The rooster tail is also another common lure used by trout fishermen. Since its movement resembles that of a minnow's, which is a common food for trout, using this also brings good results. The mini stickbait is also another lure that looks like a minnow. It also resembles a fingerling trout.
There are also lures that are best used for particular seasons. In spring when trout are still a little lazy and are still at the bottom of the body of water, the kind of lure that is suitable for this circumstance is one that is not very heavy yet not very light. It should not be heavy enough to be caught in the rocks and plants at the bottom but it must also be not too light for it to reach the trout. A spinner and worm rigs are best used when there is a lot of runoff.

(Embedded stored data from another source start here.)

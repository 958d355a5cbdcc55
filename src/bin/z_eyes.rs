use clap::Parser;
use eye_detector::logging::init_tracing;
use eye_detector::vision::{convert_to_grayscale, encode_jpeg, jpeg_to_mat};
use eye_detector::{DetectorArgs, ErrorWrapper, EyeError, EyeStateMessage, LandmarkProvider};
use tracing::{info, warn};
use zenoh::prelude::r#async::*;

#[derive(Parser, Debug)]
#[command(about = "Classifies eye state of JPEG frames received over zenoh")]
struct Args {
    /// Endpoints to connect to.
    #[clap(short = 'e', long)]
    connect: Vec<zenoh_config::EndPoint>,

    /// Endpoints to listen on.
    #[clap(long)]
    listen: Vec<zenoh_config::EndPoint>,

    /// Key expression JPEG frames arrive on.
    #[clap(long, default_value = "face-tracker/image")]
    image_topic: String,

    /// Key expression eye state is published on.
    #[clap(long, default_value = "eye-detector/state")]
    state_topic: String,

    /// Also publish the annotated frames as JPEG on this key expression.
    #[clap(long)]
    annotated_topic: Option<String>,

    #[command(flatten)]
    detector: DetectorArgs,
}

#[tokio::main]
async fn main() -> anyhow::Result<()> {
    init_tracing()?;
    let args: Args = Args::parse();

    let frame_classifier = args.detector.frame_classifier()?;
    let mut provider = args.detector.landmark_provider()?;

    // configure zenoh
    let mut zenoh_config = Config::default();
    if !args.listen.is_empty() {
        zenoh_config.listen.endpoints = args.listen.clone();
        info!(
            "Configured listening endpoints {:?}",
            zenoh_config.listen.endpoints
        );
    }
    if !args.connect.is_empty() {
        zenoh_config.connect.endpoints = args.connect.clone();
        info!(
            "Configured connect endpoints {:?}",
            zenoh_config.connect.endpoints
        );
    }

    let zenoh_session = zenoh::open(zenoh_config)
        .res()
        .await
        .map_err(ErrorWrapper::ZenohError)?;
    let zenoh_session = zenoh_session.into_arc();

    let subscriber = zenoh_session
        .declare_subscriber(args.image_topic.as_str())
        .best_effort()
        .res()
        .await
        .map_err(ErrorWrapper::ZenohError)?;

    let publisher = zenoh_session
        .declare_publisher(args.state_topic.as_str())
        .congestion_control(CongestionControl::Drop)
        .priority(Priority::InteractiveHigh)
        .res()
        .await
        .map_err(ErrorWrapper::ZenohError)?;

    let annotated_publisher = match &args.annotated_topic {
        Some(topic) => Some(
            zenoh_session
                .declare_publisher(topic.as_str())
                .congestion_control(CongestionControl::Drop)
                .res()
                .await
                .map_err(ErrorWrapper::ZenohError)?,
        ),
        None => None,
    };

    info!(
        "Reading frames from {} and publishing to {}",
        args.image_topic, args.state_topic
    );

    let mut frame_counter: u64 = 0;
    loop {
        let msg = subscriber.recv_async().await?;
        let payload: Vec<u8> = msg.value.try_into()?;

        let mut frame = match jpeg_to_mat(&payload) {
            Ok(frame) => frame,
            Err(err) => {
                warn!("Skipping undecodable frame: {err:#}");
                continue;
            }
        };
        frame_counter += 1;

        let gray = convert_to_grayscale(&frame)?;
        let faces = provider.detect(&gray)?;
        let report = match frame_classifier.classify_frame(&mut frame, &faces) {
            Ok(report) => report,
            Err(err @ EyeError::MalformedLandmarks { .. }) => {
                warn!("Dropping frame {frame_counter}: {err}");
                continue;
            }
            Err(err) => return Err(err.into()),
        };

        let message = EyeStateMessage::from_report(frame_counter, &report);
        publisher
            .put(message.to_json()?)
            .res()
            .await
            .map_err(ErrorWrapper::ZenohError)?;

        if let Some(annotated_publisher) = &annotated_publisher {
            annotated_publisher
                .put(encode_jpeg(&frame)?)
                .res()
                .await
                .map_err(ErrorWrapper::ZenohError)?;
        }
    }
}
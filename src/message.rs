use serde::Serialize;

use crate::classifier::FaceReading;
use crate::frame::FrameReport;
use crate::geometry::FaceRegion;

/// Published once per processed frame.
#[derive(Debug, Clone, Serialize)]
pub struct EyeStateMessage {
    pub frame: u64,
    pub any_eyes_open: bool,
    pub faces: Vec<FaceMessage>,
}

#[derive(Debug, Clone, Serialize)]
pub struct FaceMessage {
    pub region: FaceRegion,
    #[serde(flatten)]
    pub reading: Option<FaceReading>,
    #[serde(skip_serializing_if = "Option::is_none")]
    pub error: Option<String>,
}

impl EyeStateMessage {
    pub fn from_report(frame: u64, report: &FrameReport) -> Self {
        let faces = report
            .faces
            .iter()
            .map(|outcome| match &outcome.reading {
                Ok(reading) => FaceMessage {
                    region: outcome.region,
                    reading: Some(*reading),
                    error: None,
                },
                Err(err) => FaceMessage {
                    region: outcome.region,
                    reading: None,
                    error: Some(format!("{err:#}")),
                },
            })
            .collect();
        Self {
            frame,
            any_eyes_open: report.any_eyes_open,
            faces,
        }
    }

    pub fn to_json(&self) -> serde_json::Result<Vec<u8>> {
        serde_json::to_vec(self)
    }
}
use serde::Serialize;

/// A point in image pixel space.
#[derive(Debug, Clone, Copy, PartialEq, Default, Serialize)]
pub struct Point2D {
    pub x: f64,
    pub y: f64,
}

impl Point2D {
    pub const fn new(x: f64, y: f64) -> Self {
        Self { x, y }
    }

    /// Euclidean distance to `other`.
    pub fn distance(&self, other: &Point2D) -> f64 {
        (self.x - other.x).hypot(self.y - other.y)
    }

    pub fn translate(&self, dx: f64, dy: f64) -> Self {
        Self::new(self.x + dx, self.y + dy)
    }

    pub fn scale(&self, factor: f64) -> Self {
        Self::new(self.x * factor, self.y * factor)
    }
}

impl From<(f64, f64)> for Point2D {
    fn from((x, y): (f64, f64)) -> Self {
        Self::new(x, y)
    }
}

impl From<(i32, i32)> for Point2D {
    fn from((x, y): (i32, i32)) -> Self {
        Self::new(f64::from(x), f64::from(y))
    }
}

/// Axis aligned face bounding box in pixel space.
#[derive(Debug, Clone, Copy, PartialEq, Eq, Default, Serialize)]
pub struct FaceRegion {
    pub left: i32,
    pub top: i32,
    pub right: i32,
    pub bottom: i32,
}

impl FaceRegion {
    pub const fn new(left: i32, top: i32, right: i32, bottom: i32) -> Self {
        Self {
            left,
            top,
            right,
            bottom,
        }
    }

    pub fn from_xywh(x: i32, y: i32, width: i32, height: i32) -> Self {
        Self::new(x, y, x + width, y + height)
    }

    pub fn width(&self) -> i32 {
        self.right - self.left
    }

    pub fn height(&self) -> i32 {
        self.bottom - self.top
    }
}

Spinners are what many people use when trying to hook a rainbow trout in spring time. Streamlined spoon lures, on the other hand, are best used when fishing in a lake for brown trout. They should not be heavier than Â¼ oz. Moreover, a spinning rod with weighted minnow plugs is best to use when fishing in deep pools, lakes, rivers, and estuaries.
There are a lot of matters to consider if you want to choose the right lure for a specific situation. But then, it will always be a good idea to bring a number of lures of various kinds as they could come handy when trout fishing. To be able to catch a trout, you would need to have the right lure at the right time and at the right place.